ACTIVITY:
All lines with the word "classifies" must be pulled from the entries below.

DATA EXTRACTS Block Start

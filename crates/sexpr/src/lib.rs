//! Encode Rust values as S-expressions.
//!
//! `sexpr` renders in-memory values in the parenthesized notation read by
//! Lisp-family languages: numbers, quoted strings, bare symbols, dotted
//! pairs, lists, and records as association or property lists. It only
//! writes; there is no reader.
//!
//! # Rendering rules
//!
//! | Value                                   | Output                       |
//! |-----------------------------------------|------------------------------|
//! | integers of any width                   | `-42`                        |
//! | `f32`, `f64`                            | `4.25`, `1e+06`              |
//! | [`Symbol`]                              | `1+` (verbatim)              |
//! | `str`, `String`                         | `"say \"hi\""`               |
//! | [`Cons`]                                | `(1 . 2)`                    |
//! | `&T`, `Box<T>`, `Rc<T>`, `Arc<T>`, `Some(T)` | whatever `T` renders as |
//! | slices, arrays, `Vec`, `VecDeque`, tuples | `(5 "shiori")`, `()`       |
//! | records (`#[derive(Record)]`)           | `((Name . "yui"))` or `(Name "yui")` |
//! | [`Render`] implementors, [`Raw`]        | their own bytes, verbatim    |
//!
//! `None`, `bool`, `char`, `()` and channel handles have no rendering and
//! fail the encode.
//!
//! # Example
//!
//! ```
//! use sexpr::{Cons, Record, Symbol};
//!
//! #[derive(Record)]
//! struct Member {
//!     pub name: String,
//!     #[sexp(name = "role")]
//!     pub position: Symbol<&'static str>,
//!     pub levels: Vec<u32>,
//!     notes: String,
//! }
//!
//! #[derive(Record)]
//! #[sexp(coding = "plist")]
//! struct Guild {
//!     pub title: &'static str,
//!     pub leader: Member,
//! }
//!
//! let guild = Guild {
//!     title: "Gourmet Edifice",
//!     leader: Member {
//!         name: "Pecorine".into(),
//!         position: Symbol("vanguard"),
//!         levels: vec![1, 2],
//!         notes: "hungry".into(),
//!     },
//! };
//!
//! assert_eq!(
//!     sexpr::to_string(&guild).unwrap(),
//!     r#"(title "Gourmet Edifice" leader ((name . "Pecorine") (role . vanguard) (levels . (1 2))))"#,
//! );
//! assert_eq!(sexpr::to_string(&Cons::new(Symbol("x"), 1.5)).unwrap(), "(x . 1.5)");
//! ```
//!
//! # Errors
//!
//! The first failure ends an encode call. Output already written to the
//! sink is not retracted, and an [`Encoder`] that failed keeps returning the
//! same [`Error`].

mod atom;
mod config;
mod encode;
mod encoder;
mod error;
mod record;
mod value;

pub use config::{DEFAULT_MAX_DEPTH, EncoderConfig, NonFiniteFloats};
pub use encode::{Category, Encode, Float, Integer, Render};
pub use encoder::Encoder;
pub use error::{Error, RenderError, Result};
pub use record::{
    Coding, FieldDescriptor, ParseCodingError, Record, RecordDescriptor, RecordDescriptorBuilder,
};
pub use sexpr_derive::Record;
pub use value::{Cons, Raw, Symbol};

use std::io;

/// Encode `value` into a fresh byte buffer.
pub fn to_vec<T: Encode + ?Sized>(value: &T) -> Result<Vec<u8>> {
    let mut out = Vec::new();
    Encoder::new(&mut out).encode(value)?;
    Ok(out)
}

/// Encode `value` into a `String`.
///
/// Fails with [`Error::Utf8`] if a [`Render`] implementation produced bytes
/// that are not UTF-8.
pub fn to_string<T: Encode + ?Sized>(value: &T) -> Result<String> {
    String::from_utf8(to_vec(value)?).map_err(Error::Utf8)
}

/// Encode `value` into `writer`.
pub fn to_writer<W: io::Write, T: Encode + ?Sized>(writer: W, value: &T) -> Result<()> {
    Encoder::new(writer).encode(value)
}
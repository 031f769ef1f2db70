//! The `Encode` capability and the category each value classifies as.
//!
//! Every encodable type answers one question: which S-expression category am
//! I? The [`Encoder`](crate::Encoder) then renders the answer with a single
//! exhaustive match, recursing through the borrowed sub-values a category
//! carries.

use crate::error::RenderError;
use crate::record::Record;
use crate::value::{Cons, Raw, Symbol};
use std::any::type_name;
use std::borrow::Cow;
use std::collections::VecDeque;
use std::fmt;
use std::rc::Rc;
use std::sync::Arc;
use std::sync::mpsc::{Receiver, Sender};

/// A value that supplies its own S-expression text.
///
/// The returned bytes are spliced into the output without validation or
/// escaping. An error aborts the whole encode and is returned unchanged.
///
/// Opt in by also implementing [`Encode`] with [`Category::Custom`]:
///
/// ```
/// use sexpr::{Category, Encode, Render, RenderError};
///
/// struct Party;
///
/// impl Render for Party {
///     fn render_sexp(&self) -> Result<Vec<u8>, RenderError> {
///         Ok(b"(kokkoro peco kyaru)".to_vec())
///     }
/// }
///
/// impl Encode for Party {
///     fn classify(&self) -> Category<'_> {
///         Category::Custom(self)
///     }
/// }
///
/// assert_eq!(sexpr::to_string(&Party).unwrap(), "(kokkoro peco kyaru)");
/// ```
pub trait Render {
    fn render_sexp(&self) -> Result<Vec<u8>, RenderError>;
}

/// A value that can be encoded as an S-expression.
pub trait Encode {
    /// Decide how this value is rendered.
    fn classify(&self) -> Category<'_>;
}

/// The rendering rule that applies to a value.
///
/// Variants are listed in dispatch priority order. A type that could fit
/// several categories must classify as the first one that applies; a
/// renderable record, for instance, is `Custom`, never `Record`.
///
/// References have no variant of their own: `&T`, `Box<T>`, `Rc<T>` and
/// `Arc<T>` classify as their referent, and `Option<T>` does the same for
/// `Some`. An absent referent classifies as [`Category::Null`].
pub enum Category<'a> {
    /// Self-rendered text, copied verbatim.
    Custom(&'a dyn Render),
    /// Base-10 integer.
    Integer(Integer),
    /// Floating-point number in shortest general form.
    Float(Float),
    /// Bare word, written verbatim.
    Symbol(&'a str),
    /// Double-quoted, escaped string literal.
    Str(&'a str),
    /// `(car . cdr)`.
    Pair(&'a dyn Encode, &'a dyn Encode),
    /// Missing referent; encoding fails with the named type.
    Null(&'static str),
    /// `(a b c)`, or `()` when empty.
    Seq(Box<dyn Iterator<Item = &'a dyn Encode> + 'a>),
    /// Association or property list, per the record's descriptor.
    Record(&'a dyn Record),
    /// No rendering exists; encoding fails with the named type.
    Unsupported(&'static str),
}

impl Category<'_> {
    /// Short category name, for logs.
    pub fn kind(&self) -> &'static str {
        match self {
            Category::Custom(_) => "custom",
            Category::Integer(_) => "integer",
            Category::Float(_) => "float",
            Category::Symbol(_) => "symbol",
            Category::Str(_) => "string",
            Category::Pair(..) => "pair",
            Category::Null(_) => "null",
            Category::Seq(_) => "sequence",
            Category::Record(_) => "record",
            Category::Unsupported(_) => "unsupported",
        }
    }
}

impl fmt::Debug for Category<'_> {
    fn fmt(&self, f: &mut fmt::Formatter<'_>) -> fmt::Result {
        match self {
            Category::Integer(n) => write!(f, "Integer({n})"),
            Category::Float(x) => write!(f, "Float({x:?})"),
            Category::Symbol(s) => write!(f, "Symbol({s:?})"),
            Category::Str(s) => write!(f, "Str({s:?})"),
            Category::Null(ty) => write!(f, "Null({ty})"),
            Category::Unsupported(ty) => write!(f, "Unsupported({ty})"),
            other => f.write_str(other.kind()),
        }
    }
}

/// An integer of any width and signedness.
#[derive(Debug, Clone, Copy, PartialEq, Eq)]
pub enum Integer {
    Signed(i128),
    Unsigned(u128),
}

impl fmt::Display for Integer {
    fn fmt(&self, f: &mut fmt::Formatter<'_>) -> fmt::Result {
        match self {
            Integer::Signed(n) => write!(f, "{n}"),
            Integer::Unsigned(n) => write!(f, "{n}"),
        }
    }
}

/// A float, keeping its precision so shortest digits are computed at the
/// right width.
#[derive(Debug, Clone, Copy, PartialEq)]
pub enum Float {
    F32(f32),
    F64(f64),
}

impl Float {
    pub fn is_finite(self) -> bool {
        match self {
            Float::F32(x) => x.is_finite(),
            Float::F64(x) => x.is_finite(),
        }
    }

    pub fn to_f64(self) -> f64 {
        match self {
            Float::F32(x) => f64::from(x),
            Float::F64(x) => x,
        }
    }
}

macro_rules! impl_signed {
    ($($ty:ty)*) => {
        $(
            impl Encode for $ty {
                fn classify(&self) -> Category<'_> {
                    Category::Integer(Integer::Signed(*self as i128))
                }
            }
        )*
    };
}

macro_rules! impl_unsigned {
    ($($ty:ty)*) => {
        $(
            impl Encode for $ty {
                fn classify(&self) -> Category<'_> {
                    Category::Integer(Integer::Unsigned(*self as u128))
                }
            }
        )*
    };
}

impl_signed!(i8 i16 i32 i64 i128 isize);
impl_unsigned!(u8 u16 u32 u64 u128 usize);

impl Encode for f32 {
    fn classify(&self) -> Category<'_> {
        Category::Float(Float::F32(*self))
    }
}

impl Encode for f64 {
    fn classify(&self) -> Category<'_> {
        Category::Float(Float::F64(*self))
    }
}

impl<T: AsRef<str>> Encode for Symbol<T> {
    fn classify(&self) -> Category<'_> {
        Category::Symbol(self.as_str())
    }
}

impl Encode for str {
    fn classify(&self) -> Category<'_> {
        Category::Str(self)
    }
}

impl Encode for String {
    fn classify(&self) -> Category<'_> {
        Category::Str(self)
    }
}

impl Encode for Cow<'_, str> {
    fn classify(&self) -> Category<'_> {
        Category::Str(self)
    }
}

impl<A: Encode, B: Encode> Encode for Cons<A, B> {
    fn classify(&self) -> Category<'_> {
        Category::Pair(&self.car, &self.cdr)
    }
}

impl<T: AsRef<[u8]>> Render for Raw<T> {
    fn render_sexp(&self) -> Result<Vec<u8>, RenderError> {
        Ok(self.as_bytes().to_vec())
    }
}

impl<T: AsRef<[u8]>> Encode for Raw<T> {
    fn classify(&self) -> Category<'_> {
        Category::Custom(self)
    }
}

impl<T: Encode + ?Sized> Encode for &T {
    fn classify(&self) -> Category<'_> {
        (**self).classify()
    }
}

impl<T: Encode + ?Sized> Encode for &mut T {
    fn classify(&self) -> Category<'_> {
        (**self).classify()
    }
}

impl<T: Encode + ?Sized> Encode for Box<T> {
    fn classify(&self) -> Category<'_> {
        (**self).classify()
    }
}

impl<T: Encode + ?Sized> Encode for Rc<T> {
    fn classify(&self) -> Category<'_> {
        (**self).classify()
    }
}

impl<T: Encode + ?Sized> Encode for Arc<T> {
    fn classify(&self) -> Category<'_> {
        (**self).classify()
    }
}

impl<T: Encode> Encode for Option<T> {
    fn classify(&self) -> Category<'_> {
        match self {
            Some(value) => value.classify(),
            None => Category::Null(type_name::<T>()),
        }
    }
}

impl<T: Encode> Encode for [T] {
    fn classify(&self) -> Category<'_> {
        Category::Seq(Box::new(self.iter().map(|v| v as &dyn Encode)))
    }
}

impl<T: Encode, const N: usize> Encode for [T; N] {
    fn classify(&self) -> Category<'_> {
        self.as_slice().classify()
    }
}

impl<T: Encode> Encode for Vec<T> {
    fn classify(&self) -> Category<'_> {
        self.as_slice().classify()
    }
}

impl<T: Encode> Encode for VecDeque<T> {
    fn classify(&self) -> Category<'_> {
        Category::Seq(Box::new(self.iter().map(|v| v as &dyn Encode)))
    }
}

macro_rules! impl_tuple {
    ($($name:ident)+) => {
        impl<$($name: Encode),+> Encode for ($($name,)+) {
            #[allow(non_snake_case)]
            fn classify(&self) -> Category<'_> {
                let ($($name,)+) = self;
                Category::Seq(Box::new([$($name as &dyn Encode),+].into_iter()))
            }
        }
    };
}

impl_tuple!(A);
impl_tuple!(A B);
impl_tuple!(A B C);
impl_tuple!(A B C D);
impl_tuple!(A B C D E);
impl_tuple!(A B C D E F);
impl_tuple!(A B C D E F G);
impl_tuple!(A B C D E F G H);

macro_rules! impl_unsupported {
    ($($ty:ty),* $(,)?) => {
        $(
            impl Encode for $ty {
                fn classify(&self) -> Category<'_> {
                    Category::Unsupported(type_name::<Self>())
                }
            }
        )*
    };
}

// No canonical rendering; these fail at encode time with their type name.
impl_unsupported!(bool, char, ());

impl<T> Encode for Sender<T> {
    fn classify(&self) -> Category<'_> {
        Category::Unsupported(type_name::<Self>())
    }
}

impl<T> Encode for Receiver<T> {
    fn classify(&self) -> Category<'_> {
        Category::Unsupported(type_name::<Self>())
    }
}
//! Value types with a dedicated S-expression shape.

use std::fmt;

/// An unquoted bare-word atom.
///
/// The text is written verbatim: no quoting and no escaping. Callers are
/// responsible for handing over something their Lisp reader accepts.
///
/// ```
/// use sexpr::Symbol;
///
/// assert_eq!(sexpr::to_string(&Symbol("1+")).unwrap(), "1+");
/// ```
#[derive(Debug, Clone, Copy, Default, PartialEq, Eq, PartialOrd, Ord, Hash)]
pub struct Symbol<T = String>(pub T);

impl<T: AsRef<str>> Symbol<T> {
    /// The symbol's text.
    pub fn as_str(&self) -> &str {
        self.0.as_ref()
    }
}

impl From<&str> for Symbol {
    fn from(text: &str) -> Self {
        Symbol(text.to_string())
    }
}

impl From<String> for Symbol {
    fn from(text: String) -> Self {
        Symbol(text)
    }
}

impl<T: AsRef<str>> fmt::Display for Symbol<T> {
    fn fmt(&self, f: &mut fmt::Formatter<'_>) -> fmt::Result {
        f.write_str(self.as_str())
    }
}

/// A dotted pair, rendered as `(car . cdr)`.
#[derive(Debug, Clone, Copy, Default, PartialEq, Eq, Hash)]
pub struct Cons<A, B> {
    pub car: A,
    pub cdr: B,
}

impl<A, B> Cons<A, B> {
    pub fn new(car: A, cdr: B) -> Self {
        Self { car, cdr }
    }
}

impl<A, B> From<(A, B)> for Cons<A, B> {
    fn from((car, cdr): (A, B)) -> Self {
        Self { car, cdr }
    }
}

/// Pre-rendered S-expression text, spliced into the output as-is.
///
/// The bytes are not validated. Handy for fragments produced elsewhere, or
/// for values whose rendering is cached.
#[derive(Debug, Clone, Default, PartialEq, Eq, Hash)]
pub struct Raw<T = Vec<u8>>(pub T);

impl<T: AsRef<[u8]>> Raw<T> {
    pub fn as_bytes(&self) -> &[u8] {
        self.0.as_ref()
    }
}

DATA EXTRACTS Block End

OUTPUT BELOW:
//! The `Encode` capability and the category each value classifies as.
/// `Some`. An absent referent classifies as [`Category::Null`].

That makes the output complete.